前世的这个时候,并没有什么李警官来访,母亲的失踪案一直被定性为自愿离家,
没有任何进展。这一世,难道因为她的重生,事情发生了变数?她看向柳曼柔和苏振海,
两人的脸色瞬间变得极其难看,像是听到了什么可怕的事情。顾言琛的眼底也闪过一丝慌乱,
握着红伞的手不自觉地松了松。苏晚的心里豁然开朗。看来,母亲的失踪案,
和这三个人都脱不了干系。而这位突然出现的李警官,或许就是她解开谜团的关键。
她深吸一口气,压下心头的激动,脸上露出恰到好处的惊喜:“真的吗?快请李警官进来!
我终于有妈妈的消息了!”她知道,这场围绕着红伞、玉佩和失踪案的较量,才刚刚开始。
而她,已经做好了迎接一切的准备。4 警探到访,
暗线初露李警官的脚步声踏在大理石地面上,敲出沉稳的节奏,
瞬间打破了客厅里凝滞的气氛。苏晚抬眼望去,来人穿着挺括的警服,眉眼锐利,
手里拎着一个公文包,目光扫过客厅时,先落在了地上那把刺目的红伞上,
眉头微不可察地皱了一下。“苏小姐,您好,我是市刑侦队的李默。”李警官走到苏晚面前,
出示了警官证,语气严肃却不失温和,“关于你母亲苏婉清女士的失踪案,
我们近期发现了新的物证,想向你了解一些情况。

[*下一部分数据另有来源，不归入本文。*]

use actix_multipart::Multipart;
use actix_web::{web, Error, HttpResponse};
use std::path::PathBuf;
use tokio::fs as tokio_fs;

use crate::error::UploadError;
use crate::models::{ApiResponse, FileField, FileInfo, UploadForm, UploadQuery, UploadRequest};
use crate::services::multipart_service;
use crate::state::AppState;
use crate::uploader::ImageUploader;
use crate::utils::validation_utils;

pub const DEFAULT_FIELD: &str = "image";

// 单个请求处理失败的原因
#[derive(Debug)]
pub enum UploadFailure {
    Invalid(UploadError),
    SaveFailed { name: String, saved: Vec<FileInfo> },
    Internal(String),
}

impl From<UploadError> for UploadFailure {
    fn from(err: UploadError) -> Self {
        UploadFailure::Invalid(err)
    }
}

impl std::fmt::Display for UploadFailure {
    fn fmt(&self, f: &mut std::fmt::Formatter<'_>) -> std::fmt::Result {
        match self {
            UploadFailure::Invalid(e) => write!(f, "{}", e),
            UploadFailure::SaveFailed { name, .. } => write!(f, "保存文件失败: {}", name),
            UploadFailure::Internal(msg) => write!(f, "{}", msg),
        }
    }
}

pub async fn handle_image_upload(
    state: web::Data<AppState>,
    payload: Multipart,
    query: UploadQuery,
) -> Result<HttpResponse, Error> {
    let field = query.field.clone().unwrap_or_else(|| DEFAULT_FIELD.to_string());

    if let Some(name) = query.name.as_deref() {
        if !validation_utils::is_valid_output_name(name) {
            state.record_error();
            return Ok(HttpResponse::BadRequest().json(ApiResponse::<()> {
                success: false,
                message: "输出文件名包含非法字符".to_string(),
                data: None,
            }));
        }
    }

    log::info!("=== 开始图片上传过程 === 字段: {}", field);

    let form = multipart_service::parse_upload_form(payload, &state.config).await?;
    let staged = form.staged_paths();
    let requests = build_requests(&form, &field, &query);
    let target_folder = state.config.upload_dir.clone();
    let public_path = state.config.public_path.clone();

    let result = tokio::task::spawn_blocking(move || save_images(target_folder, &public_path, &requests))
        .await
        .unwrap_or_else(|e| Err(UploadFailure::Internal(format!("阻塞任务失败: {}", e))));

    let discarded = discard_staging_files(&staged).await;
    if discarded > 0 {
        log::info!("请求结束, 清理了 {} 个未使用的临时文件", discarded);
    }

    match result {
        Ok(files) => {
            for file in &files {
                state.record_saved(file.size);
            }
            log::info!("=== 图片上传过程结束 === 成功保存 {} 个文件", files.len());
            Ok(HttpResponse::Ok().json(ApiResponse {
                success: true,
                message: format!("成功上传 {} 个文件", files.len()),
                data: Some(files),
            }))
        }
        Err(failure) => {
            log::error!("图片上传失败: {}", failure);
            state.record_error();
            let message = failure.to_string();
            Ok(match failure {
                UploadFailure::Invalid(_) => HttpResponse::BadRequest().json(ApiResponse::<()> {
                    success: false,
                    message,
                    data: None,
                }),
                // 保存中途失败时返回已经保存的文件
                UploadFailure::SaveFailed { saved, .. } => {
                    for file in &saved {
                        state.record_saved(file.size);
                    }
                    HttpResponse::InternalServerError().json(ApiResponse {
                        success: false,
                        message,
                        data: Some(saved),
                    })
                }
                UploadFailure::Internal(_) => HttpResponse::InternalServerError().json(ApiResponse::<()> {
                    success: false,
                    message,
                    data: None,
                }),
            })
        }
    }
}

/// 删除请求结束时仍留在临时目录中的文件, 返回删除数量
pub async fn discard_staging_files(paths: &[PathBuf]) -> usize {
    let mut removed = 0;
    for path in paths {
        match tokio_fs::remove_file(path).await {
            Ok(_) => removed += 1,
            Err(e) if e.kind() == std::io::ErrorKind::NotFound => {}
            Err(e) => log::warn!("删除临时文件失败 {}: {}", path.display(), e),
        }
    }
    removed
}

/// 根据查询参数生成校验请求: 指定 `index` 时只处理该文件, 多文件字段未指定时
/// 依次处理所有文件(输出文件名追加 `_<index>`)。
pub fn build_requests(form: &UploadForm, field: &str, query: &UploadQuery) -> Vec<UploadRequest> {
    let base = UploadRequest::from_form(form, field);
    let name = query.name.as_deref();

    if let Some(index) = query.index {
        let request = base.with_index(index);
        return vec![with_name(request, name)];
    }

    match form.get(field) {
        Some(FileField::Multiple(files)) if !files.is_empty() => (0..form.count_files(field))
            .map(|i| {
                let request = base.clone().with_index(i);
                with_name(request, name.map(|n| format!("{}_{}", n, i)).as_deref())
            })
            .collect(),
        _ => vec![with_name(base, name)],
    }
}

fn with_name(request: UploadRequest, name: Option<&str>) -> UploadRequest {
    match name {
        Some(name) => request.with_output_name(name),
        None => request,
    }
}

/// 先校验全部文件, 全部通过后再依次保存。
///
/// 任一文件校验失败时不会保存任何文件; 保存中途失败时返回已保存的文件。
pub fn save_images(
    target_folder: PathBuf,
    public_path: &str,
    requests: &[UploadRequest],
) -> Result<Vec<FileInfo>, UploadFailure> {
    let mut uploaders = Vec::with_capacity(requests.len());
    for request in requests {
        let mut uploader = ImageUploader::new(target_folder.clone());
        uploader.set_file(request)?;
        uploaders.push(uploader);
    }

    let mut files = Vec::with_capacity(uploaders.len());
    let upload_time = chrono::Utc::now().format("%Y-%m-%d %H:%M:%S").to_string();

    for mut uploader in uploaders {
        let filename = uploader.file_name()?;

        if !uploader.save_file()? {
            return Err(UploadFailure::SaveFailed { name: filename, saved: files });
        }

        let size = std::fs::metadata(uploader.target_path()?)
            .map(|m| m.len())
            .unwrap_or(0);
        let image = uploader.image_info()?;

        files.push(FileInfo {
            url: format!("{}/{}", public_path.trim_end_matches('/'), filename),
            filename,
            upload_time: upload_time.clone(),
            size,
            extension: uploader.file_extension()?,
            width: image.width,
            height: image.height,
            mime_type: image.mime_type.clone(),
        });
    }

    Ok(files)
}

”苏晚的心猛地一跳,
指尖攥着口袋里的玉佩,玉佩此刻温凉,却让她莫名安定。她刻意露出急切又茫然的神情,
眼眶微红:“李警官,您快坐,有什么线索您尽管问,我什么都愿意说,
我找妈妈找了五年了。”她的姿态恰到好处,既符合一个思念母亲的女儿的模样,
又悄悄将自己放在“不知情者”的位置。柳曼柔最先回过神,连忙上前倒茶,
脸上堆起勉强的笑:“李警官辛苦了,快喝口茶。晚晚这孩子也是,今天是她生日,
还提这些伤心事。婉清那时候就是一时想不开走了,怎么还会有新线索?
”她刻意强调“一时想不开”,试图将母亲的失踪定性为自愿,苏晚看在眼里,
心底冷笑——前世他们就是用这套说辞,堵住了所有人的嘴。
苏振海也附和着:“是啊李警官,五年了,警局那边都定了性,怎么突然又有新线索了?